When screening patients under risk to develop CVD it is important that diagnostic tests present optimum sensitivity to detect disease or alterations in apparently healthy people (asymptomatic patients) [33]. Different studies indicated that the LAP index may be used as a screening marker when identifying patients who are likely to be characterized with the atherogenic metabolic triad: fasting hyperinsulinemia, hyperapolipo protein B and high proportion of small LDL-c particles [15, 16, 25, 34]. Notwithstanding, the LAP index discriminatory reach to identify patients with cardiometabolic risk profile may be compared to those of IDF and National Cholesterol Education Program – Adult Treatment Panel III (NCEP-ATP III) [20, 35] as it shows sensitivity, specificity [25] and low cost to identify people under higher cardiovascular risk.

Indeed, it is important to determine such index to evaluate women with PCOS once BMI alone is not capable of marking the fat deposition characteristic in the body [15]. It is doubtless that women with PCOS show high prevalence of central obesity [36, 37]. Studies demonstrate that 50 to 60 % of those patients present abdominal obesity regardless of their BMI [3639].

Clinical practice and literature data have shown a high prevalence of cardiovascular risk indicators in women with PCOS [36, 37]. Since obesity is an independent risk factor of CVD [39], in our study the prevalence of obesity was 34.6 % with PCOS and its control is fundamental to improve clinical and biochemical alterations [13, 38]. Another variable used was WC, which is an indicator of abdominal adiposity and is widely used as a predictor of cardiovascular risk [39]. The frequency of increased WC was 41 %, a finding indicating its association with this syndrome [37].

Another risk factor for CVD already established is HDL-c levels below the recommended limit, irrespective of LDL-c values [10]. The percentage of women with reduced HDL-c observed in the present study was higher than that reported by Apridonidze et al. [40] who detected low HDL-c levels in 49 % of women with PCOS. A recent study including 406 patients with PCOS and 342 control women aged between 17 and 40 within a certain population in Southeast Asia between 2006 and 2011, a prevalence of 52.96 % of PCOS patients with dyslipidemia was found, which was around twice as much as in the controls, 28.95 %. The most common dyslipidemia components in PCOS patients were lowered levels of HDL-c (41.13 %) and an increase in TG (24.14 %).
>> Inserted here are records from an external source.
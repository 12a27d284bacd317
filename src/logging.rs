use crate::config::LoggingConfig;
use tracing_subscriber::{EnvFilter, fmt, prelude::*};

/// Installs the global subscriber. Output goes to stderr; stdout carries
/// command results.
pub fn init_logging(config: &LoggingConfig) {
    let filter =
        EnvFilter::try_from_default_env().unwrap_or_else(|_| EnvFilter::new(&config.level));

    let registry = tracing_subscriber::registry().with(filter);

    if config.json {
        let layer = fmt::layer()
            .json()
            .with_target(true)
            .with_writer(std::io::stderr)
            .with_ansi(false);
        registry.with(layer).init();
    } else {
        let layer = fmt::layer()
            .with_target(false)
            .with_writer(std::io::stderr);
        registry.with(layer).init();
    }
}
use crate::domain::account::Account;
use std::io::Write;

/// Writes account summaries as `number,name,currency,balance` rows.
pub struct AccountWriter<W: Write> {
    writer: csv::Writer<W>,
}

impl<W: Write> AccountWriter<W> {
    pub fn new(sink: W) -> Self {
        Self {
            writer: csv::Writer::from_writer(sink),
        }
    }

    /// Accounts are written in account-number order.
    pub fn write_accounts(&mut self, mut accounts: Vec<Account>) -> csv::Result<()> {
        accounts.sort_by(|a, b| a.number.cmp(&b.number));
        self.writer
            .write_record(["number", "name", "currency", "balance"])?;
        for account in accounts {
            self.writer.write_record([
                account.number,
                account.name,
                account.currency.to_string(),
                account.balance.to_string(),
            ])?;
        }
        self.writer.flush()?;
        Ok(())
    }
}

#[cfg(test)]
mod tests {
    use super::*;
    use crate::domain::currency::Currency;
    use crate::domain::money::Balance;
    use rust_decimal_macros::dec;

    #[test]
    fn test_writes_sorted_rows_with_two_decimals() {
        let accounts = vec![
            Account::open("0000000002", "Bob", Currency::Eur, Balance::new(dec!(3))),
            Account::open("0000000001", "Alice", Currency::Usd, Balance::new(dec!(10.5))),
        ];
        let mut out = Vec::new();
        AccountWriter::new(&mut out).write_accounts(accounts).unwrap();

        let text = String::from_utf8(out).unwrap();
        assert_eq!(
            text,
            "number,name,currency,balance\n0000000001,Alice,USD,10.50\n0000000002,Bob,EUR,3.00\n"
        );
    }
}
//! Request and response messages of the bank boundary.
//!
//! Identifiers and enumerations arrive as strings and are parsed by the
//! handler so that every malformed field can be reported at once.

use crate::domain::account::Account;
use crate::domain::currency::Currency;
use crate::domain::money::{Amount, Balance};
use crate::domain::transaction::{TransactionEntry, TransactionKind};
use crate::domain::transfer::Transfer;
use chrono::{DateTime, Utc};
use rust_decimal::Decimal;
use serde::{Deserialize, Serialize};
use uuid::Uuid;

#[derive(Debug, Clone, PartialEq, Serialize, Deserialize)]
pub struct OpenAccountRequest {
    pub account_name: String,
    pub account_number: String,
    pub currency: String,
    pub initial_balance: Decimal,
}

#[derive(Debug, Clone, PartialEq, Serialize, Deserialize)]
pub struct AccountResponse {
    pub account_id: Uuid,
    pub account_number: String,
    pub account_name: String,
    pub currency: Currency,
    pub balance: Balance,
    pub created_at: DateTime<Utc>,
    pub updated_at: DateTime<Utc>,
}

impl From<Account> for AccountResponse {
    fn from(account: Account) -> Self {
        Self {
            account_id: account.id,
            account_number: account.number,
            account_name: account.name,
            currency: account.currency,
            balance: account.balance,
            created_at: account.created_at,
            updated_at: account.updated_at,
        }
    }
}

#[derive(Debug, Clone, PartialEq, Serialize, Deserialize)]
pub struct CurrentBalanceRequest {
    pub account_id: String,
}

#[derive(Debug, Clone, PartialEq, Serialize, Deserialize)]
pub struct CurrentBalanceResponse {
    pub account_id: Uuid,
    pub currency: Currency,
    pub balance: Balance,
}

#[derive(Debug, Clone, PartialEq, Serialize, Deserialize)]
pub struct CreateTransactionRequest {
    pub account_id: String,
    pub amount: Decimal,
    pub transaction_type: String,
    pub note: String,
}

#[derive(Debug, Clone, PartialEq, Serialize, Deserialize)]
pub struct TransactionResponse {
    pub transaction_id: Uuid,
    pub account_id: Uuid,
    /// Signed: negative for money leaving the account.
    pub amount: Decimal,
    pub transaction_type: TransactionKind,
    pub note: String,
    pub timestamp: DateTime<Utc>,
    pub created_at: DateTime<Utc>,
    pub updated_at: DateTime<Utc>,
}

impl From<TransactionEntry> for TransactionResponse {
    fn from(entry: TransactionEntry) -> Self {
        Self {
            transaction_id: entry.id,
            account_id: entry.account_id,
            amount: entry.amount,
            transaction_type: entry.kind,
            note: entry.note,
            timestamp: entry.timestamp,
            created_at: entry.created_at,
            updated_at: entry.updated_at,
        }
    }
}

#[derive(Debug, Clone, PartialEq, Serialize, Deserialize)]
pub struct ExchangeRateRequest {
    pub from_currency: String,
    pub to_currency: String,
    pub amount: Decimal,
}

/// One quote: the requested amount expressed in `currency`.
#[derive(Debug, Clone, PartialEq, Serialize, Deserialize)]
pub struct ExchangeRateResponse {
    pub currency: Currency,
    pub amount: Amount,
}

#[derive(Debug, Clone, PartialEq, Serialize, Deserialize)]
pub struct TransferRequest {
    pub from_account: String,
    pub to_account: String,
    pub currency: String,
    pub amount: Decimal,
}

#[derive(Debug, Clone, Copy, PartialEq, Eq, Serialize, Deserialize)]
pub enum TransferStatus {
    Success,
}

#[derive(Debug, Clone, PartialEq, Serialize, Deserialize)]
pub struct TransferResponse {
    pub transfer_id: Uuid,
    pub from_account: Uuid,
    pub to_account: Uuid,
    pub currency: Currency,
    /// As requested, before conversion.
    pub amount: Amount,
    pub time: DateTime<Utc>,
    pub status: TransferStatus,
}

impl From<Transfer> for TransferResponse {
    fn from(transfer: Transfer) -> Self {
        Self {
            transfer_id: transfer.id,
            from_account: transfer.source,
            to_account: transfer.destination,
            currency: transfer.currency,
            amount: transfer.amount,
            time: transfer.timestamp,
            status: TransferStatus::Success,
        }
    }
}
The frequency of metabolic syndrome in PCOS patients was 25.62 % which is more than five times higher when compared to the controls. The two main risk factors were the increase in waist circumference and low levels of HDL-c [41].
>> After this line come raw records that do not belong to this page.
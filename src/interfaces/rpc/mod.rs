//! The bank's request boundary.
//!
//! [`BankHandler`] validates each request with a fresh
//! [`Validator`], hands it to the application services and translates the
//! outcome into a response or a [`Status`].
//!
//! Every request runs inside a span carrying a fresh `request_id`, so all
//! log lines it produces, down to the ledger calls, can be correlated.

pub mod status;
pub mod types;

use crate::application::Services;
use crate::application::context::Context;
use crate::application::validator::Validator;
use crate::domain::account::is_valid_account_number;
use crate::domain::currency::Currency;
use crate::domain::money::{Amount, Balance};
use crate::domain::transaction::TransactionKind;
use futures::stream::{self, BoxStream, Stream, StreamExt};
use rust_decimal::Decimal;
use std::time::Duration;
use tracing::{Instrument, Span, error, info, instrument};
use uuid::Uuid;

pub use status::{Code, Status};
use types::*;

#[derive(Clone)]
pub struct BankHandler {
    services: Services,
    exchange_interval: Duration,
}

fn parse_uuid(v: &mut Validator, field: &str, value: &str) -> Option<Uuid> {
    match Uuid::parse_str(value.trim()) {
        Ok(id) => Some(id),
        Err(err) => {
            v.add_error(field, err.to_string());
            None
        }
    }
}

fn parse_currency(v: &mut Validator, field: &str, value: &str) -> Option<Currency> {
    match value.parse() {
        Ok(currency) => Some(currency),
        Err(_) => {
            v.add_error(field, "unsupported currency");
            None
        }
    }
}

fn parse_amount(v: &mut Validator, field: &str, value: Decimal, message: &str) -> Option<Amount> {
    match Amount::new(value) {
        Ok(amount) => Some(amount),
        Err(_) => {
            v.add_error(field, message);
            None
        }
    }
}

fn rejected(v: &Validator) -> Status {
    error!(validation_errors = ?v.errors(), "Request validation failed");
    Status::invalid_argument(v.errors().clone())
}

impl BankHandler {
    pub fn new(services: Services, exchange_interval: Duration) -> Self {
        Self {
            services,
            exchange_interval,
        }
    }

    #[instrument(skip_all, fields(request_id = %Uuid::new_v4()))]
    pub async fn open_account(
        &self,
        ctx: &Context,
        req: OpenAccountRequest,
    ) -> Result<AccountResponse, Status> {
        info!(
            account_name = %req.account_name,
            account_number = %req.account_number,
            currency = %req.currency,
            balance = %req.initial_balance,
            "Received open account request"
        );

        let mut v = Validator::new();
        v.check(
            is_valid_account_number(&req.account_number),
            "account_number",
            "account number should be 10 digits",
        );
        let balance = parse_amount(
            &mut v,
            "account_balance",
            req.initial_balance,
            "account balance shouldn't be a negative number",
        );
        let currency = parse_currency(&mut v, "currency", &req.currency);
        let (Some(balance), Some(currency), true) = (balance, currency, v.is_valid()) else {
            return Err(rejected(&v));
        };

        let account = self
            .services
            .accounts
            .open_account(
                ctx,
                &req.account_number,
                &req.account_name,
                currency,
                Balance::from(balance),
            )
            .await?;
        Ok(account.into())
    }

    #[instrument(skip_all, fields(request_id = %Uuid::new_v4()))]
    pub async fn get_current_balance(
        &self,
        ctx: &Context,
        req: CurrentBalanceRequest,
    ) -> Result<CurrentBalanceResponse, Status> {
        info!(account_id = %req.account_id, "Received balance check request");

        let mut v = Validator::new();
        let account_id = parse_uuid(&mut v, "account_id", &req.account_id);
        let (Some(account_id), true) = (account_id, v.is_valid()) else {
            return Err(rejected(&v));
        };

        let (balance, currency) = self
            .services
            .accounts
            .current_balance(ctx, account_id)
            .await?;
        Ok(CurrentBalanceResponse {
            account_id,
            currency,
            balance,
        })
    }

    #[instrument(skip_all, fields(request_id = %Uuid::new_v4()))]
    pub async fn create_transaction(
        &self,
        ctx: &Context,
        req: CreateTransactionRequest,
    ) -> Result<TransactionResponse, Status> {
        info!(
            account_id = %req.account_id,
            amount = %req.amount,
            transaction_type = %req.transaction_type,
            "Received create transaction request"
        );

        let mut v = Validator::new();
        let amount = parse_amount(
            &mut v,
            "transaction_amount",
            req.amount,
            "transaction amount can't be negative",
        );
        let kind = match req.transaction_type.parse::<TransactionKind>() {
            Ok(kind) => Some(kind),
            Err(_) => {
                v.add_error("transaction_type", "unsupported transaction type");
                None
            }
        };
        let account_id = parse_uuid(&mut v, "account_id", &req.account_id);
        let (Some(amount), Some(kind), Some(account_id), true) =
            (amount, kind, account_id, v.is_valid())
        else {
            return Err(rejected(&v));
        };

        let entry = self
            .services
            .transactions
            .apply_transaction(ctx, account_id, amount, kind, &req.note)
            .await?;
        Ok(entry.into())
    }

    /// Quotes `amount` converted into the target currency, immediately and
    /// then once per interval, until `ctx` is cancelled.
    ///
    /// The rate is resolved again for every quote. A lookup failure ends the
    /// stream after yielding the error.
    #[instrument(skip_all, fields(request_id = %Uuid::new_v4()))]
    pub async fn stream_exchange_rate(
        &self,
        ctx: Context,
        req: ExchangeRateRequest,
    ) -> Result<BoxStream<'static, Result<ExchangeRateResponse, Status>>, Status> {
        info!(
            from_currency = %req.from_currency,
            to_currency = %req.to_currency,
            amount = %req.amount,
            "Started exchange rate stream"
        );

        let mut v = Validator::new();
        let amount = parse_amount(
            &mut v,
            "amount",
            req.amount,
            "exchange amount shouldn't be negative",
        );
        let from = parse_currency(&mut v, "from_currency", &req.from_currency);
        let to = parse_currency(&mut v, "to_currency", &req.to_currency);
        let (Some(amount), Some(from), Some(to), true) = (amount, from, to, v.is_valid()) else {
            return Err(rejected(&v));
        };

        let exchange = self.services.exchange.clone();
        let first = exchange.convert(&ctx, from, to, amount).await?;
        let interval = self.exchange_interval;
        let span = Span::current();

        let quotes = stream::unfold(
            (Some(first), false),
            move |(pending, finished)| {
                let exchange = exchange.clone();
                let ctx = ctx.clone();
                let span = span.clone();
                async move {
                    if finished {
                        return None;
                    }
                    if let Some(quote) = pending {
                        return Some((Ok(ExchangeRateResponse { currency: to, amount: quote }), (None, false)));
                    }
                    tokio::select! {
                        biased;
                        _ = ctx.cancelled() => {
                            info!("Client cancelled exchange rate stream");
                            return None;
                        }
                        _ = tokio::time::sleep(interval) => {}
                    }
                    match exchange.convert(&ctx, from, to, amount).await {
                        Ok(quote) => Some((Ok(ExchangeRateResponse { currency: to, amount: quote }), (None, false))),
                        Err(err) if ctx.is_cancelled() => {
                            info!(error = %err, "Client cancelled exchange rate stream");
                            None
                        }
                        Err(err) => {
                            error!(from = %from, to = %to, error = %err, "Failed to calculate exchange rate");
                            Some((Err(Status::from(err)), (None, true)))
                        }
                    }
                }
                .instrument(span)
            },
        );
        Ok(quotes.boxed())
    }

    /// Runs one transfer per incoming request, answering in request order.
    ///
    /// A rejected or failed request yields an error item and the stream moves
    /// on to the next request. The stream ends when the input ends or `ctx`
    /// is cancelled. Each transfer runs on its own task, so dropping the
    /// response stream never interrupts a saga halfway.
    pub fn transfer_money<S>(
        &self,
        ctx: Context,
        requests: S,
    ) -> BoxStream<'static, Result<TransferResponse, Status>>
    where
        S: Stream<Item = TransferRequest> + Send + 'static,
    {
        info!("Started transfer stream");
        let handler = self.clone();
        stream::unfold(
            (requests.boxed(), handler, ctx),
            |(mut requests, handler, ctx)| async move {
                let request = tokio::select! {
                    biased;
                    _ = ctx.cancelled() => {
                        info!("Client cancelled transfer stream");
                        return None;
                    }
                    next = requests.next() => match next {
                        Some(request) => request,
                        None => {
                            info!("Transfer stream completed");
                            return None;
                        }
                    },
                };
                let response = handler.transfer_one(&ctx, request).await;
                Some((response, (requests, handler, ctx)))
            },
        )
        .boxed()
    }

    #[instrument(skip_all, fields(request_id = %Uuid::new_v4()))]
    async fn transfer_one(
        &self,
        ctx: &Context,
        req: TransferRequest,
    ) -> Result<TransferResponse, Status> {
        info!(
            from_account = %req.from_account,
            to_account = %req.to_account,
            currency = %req.currency,
            amount = %req.amount,
            "Received transfer request"
        );

        let mut v = Validator::new();
        let amount = parse_amount(
            &mut v,
            "amount",
            req.amount,
            "transfer amount shouldn't be a negative number",
        );
        let currency = parse_currency(&mut v, "currency", &req.currency);
        let source = parse_uuid(&mut v, "from_account", &req.from_account);
        let destination = parse_uuid(&mut v, "to_account", &req.to_account);
        let (Some(amount), Some(currency), Some(source), Some(destination), true) =
            (amount, currency, source, destination, v.is_valid())
        else {
            return Err(rejected(&v));
        };

        let transfers = self.services.transfers.clone();
        let task_ctx = ctx.clone();
        let outcome = tokio::spawn(async move {
            transfers
                .transfer_money(&task_ctx, source, destination, currency, amount)
                .await
        }
        .in_current_span())
        .await;

        match outcome {
            Ok(Ok(transfer)) => Ok(transfer.into()),
            Ok(Err(err)) => {
                error!(
                    from_account = %source,
                    to_account = %destination,
                    amount = %amount,
                    error = %err,
                    "Money transfer failed"
                );
                Err(err.into())
            }
            Err(err) => {
                error!(error = %err, "Transfer task panicked");
                Err(Status::internal())
            }
        }
    }
}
Obese women with PCOS present high SBP and DBP, suggesting that arterial hypertension is a late sequel of the stimulatory effects of hyperinsulinemia on the sympathetic nervous system and vascular smooth muscle [42]. In our study, the frequency of women with altered SBP and DBP was 14.1 %. In a case–control results with 60 women aged between 18 and 45 where 42 women with PCOS and 18 controls, observed no differences between the metabolic parameters and resistance to insulin in both groups. Comparing those parameters (metabolic and resistance to insulin) with 24-h blood pressure monitoring in the ambulatory (MAPA) it was shown that the only correlating parameter was the BMI, regardless of PCOS diagnosis. Such study observed that PCOS women did not show higher levels of blood pressure, glycemia, HDL-c, TG, resistance to insulin and BMI in comparison to the control group. However, women presented correlation among PCOS, blood pressure and BMI, suggesting that obesity is a main factor involved in blood pressure changes in those women [43].
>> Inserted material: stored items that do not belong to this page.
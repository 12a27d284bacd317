pub mod batch;
pub mod csv;
pub mod rpc;
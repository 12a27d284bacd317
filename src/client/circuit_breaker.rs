//! Circuit breaker for outbound calls to the bank.
//!
//! State machine:
//!
//! ```text
//! Closed --(failure_threshold failures)--> Open
//! Open --(recovery_time elapsed, next call)--> HalfOpen
//! HalfOpen --(half_open_max_requests successes)--> Closed
//! HalfOpen --(any failure)--> Open
//! ```
//!
//! The call that finds an expired `Open` circuit only performs the transition
//! and returns `Ok(None)` without invoking anything; the call after it is the
//! first probe. One mutex covers state inspection, the wrapped call and the
//! transition that follows, so calls through one breaker never overlap.

use super::ClientError;
use crate::config::BreakerConfig;
use std::fmt;
use std::future::Future;
use tokio::sync::Mutex;
use tokio::time::Instant;
use tracing::{debug, info, warn};

#[derive(Debug, Clone, Copy, PartialEq, Eq)]
pub enum CircuitState {
    Closed,
    Open,
    HalfOpen,
}

impl fmt::Display for CircuitState {
    fn fmt(&self, f: &mut fmt::Formatter<'_>) -> fmt::Result {
        let name = match self {
            CircuitState::Closed => "closed",
            CircuitState::Open => "open",
            CircuitState::HalfOpen => "half-open",
        };
        f.write_str(name)
    }
}

#[derive(Debug)]
struct Inner {
    state: CircuitState,
    failures: u32,
    half_open_successes: u32,
    opened_at: Option<Instant>,
}

impl Inner {
    fn trip(&mut self) {
        self.state = CircuitState::Open;
        self.opened_at = Some(Instant::now());
        self.half_open_successes = 0;
    }

    fn reset(&mut self, state: CircuitState) {
        self.state = state;
        self.failures = 0;
        self.half_open_successes = 0;
    }
}

#[derive(Debug)]
pub struct CircuitBreaker {
    config: BreakerConfig,
    inner: Mutex<Inner>,
}

impl CircuitBreaker {
    pub fn new(config: BreakerConfig) -> Self {
        Self {
            config,
            inner: Mutex::new(Inner {
                state: CircuitState::Closed,
                failures: 0,
                half_open_successes: 0,
                opened_at: None,
            }),
        }
    }

    pub async fn state(&self) -> CircuitState {
        self.inner.lock().await.state
    }

    /// Runs `f` through the breaker.
    ///
    /// `Ok(None)` means the call only moved the circuit from `Open` to
    /// `HalfOpen` and `f` was not invoked. A call that exceeds
    /// `call_timeout` counts as a failure; its task is left to finish on its
    /// own and the late result is dropped.
    pub async fn call<T, F, Fut>(&self, f: F) -> Result<Option<T>, ClientError>
    where
        F: FnOnce() -> Fut,
        Fut: Future<Output = Result<T, ClientError>> + Send + 'static,
        T: Send + 'static,
    {
        let mut inner = self.inner.lock().await;

        if inner.state == CircuitState::Open {
            let recovered = inner
                .opened_at
                .is_some_and(|opened| opened.elapsed() >= self.config.recovery_time());
            if !recovered {
                return Err(ClientError::CircuitOpen);
            }
            inner.reset(CircuitState::HalfOpen);
            info!("Circuit breaker moved from open to half-open");
            return Ok(None);
        }

        let outcome = self.invoke(f).await;

        match (&outcome, inner.state) {
            (Ok(_), CircuitState::HalfOpen) => {
                inner.half_open_successes += 1;
                if inner.half_open_successes >= self.config.half_open_max_requests {
                    inner.reset(CircuitState::Closed);
                    info!("Circuit breaker moved from half-open to closed");
                }
            }
            (Ok(_), _) => inner.failures = 0,
            (Err(err), CircuitState::HalfOpen) => {
                inner.trip();
                warn!(error = %err, "Circuit breaker probe failed, moved from half-open to open");
            }
            (Err(err), _) => {
                inner.failures += 1;
                debug!(failures = inner.failures, error = %err, "Call through circuit breaker failed");
                if inner.failures >= self.config.failure_threshold {
                    inner.trip();
                    warn!(
                        failures = inner.failures,
                        recovery_ms = self.config.recovery_time_ms,
                        "Circuit breaker moved from closed to open"
                    );
                }
            }
        }

        outcome.map(Some)
    }

    async fn invoke<T, F, Fut>(&self, f: F) -> Result<T, ClientError>
    where
        F: FnOnce() -> Fut,
        Fut: Future<Output = Result<T, ClientError>> + Send + 'static,
        T: Send + 'static,
    {
        let timeout = self.config.call_timeout();
        match tokio::time::timeout(timeout, tokio::spawn(f())).await {
            Ok(Ok(result)) => result,
            Ok(Err(join)) => Err(ClientError::Aborted(join.to_string())),
            Err(_) => Err(ClientError::Timeout(timeout)),
        }
    }
}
Therefore, the use of anthropometric indices for the diagnostic evaluation of central obesity seems to be more adequate in this subgroup of women [13]. Using the cut off identified here, the LAP index may be a more accessible and more accurate tool to identify cardiovascular risk in women with PCOS and can be adopted and included in clinical practice by SUS on a regular basis since it is easy to be obtained and represents lower screening costs concerning those women under metabolic risk.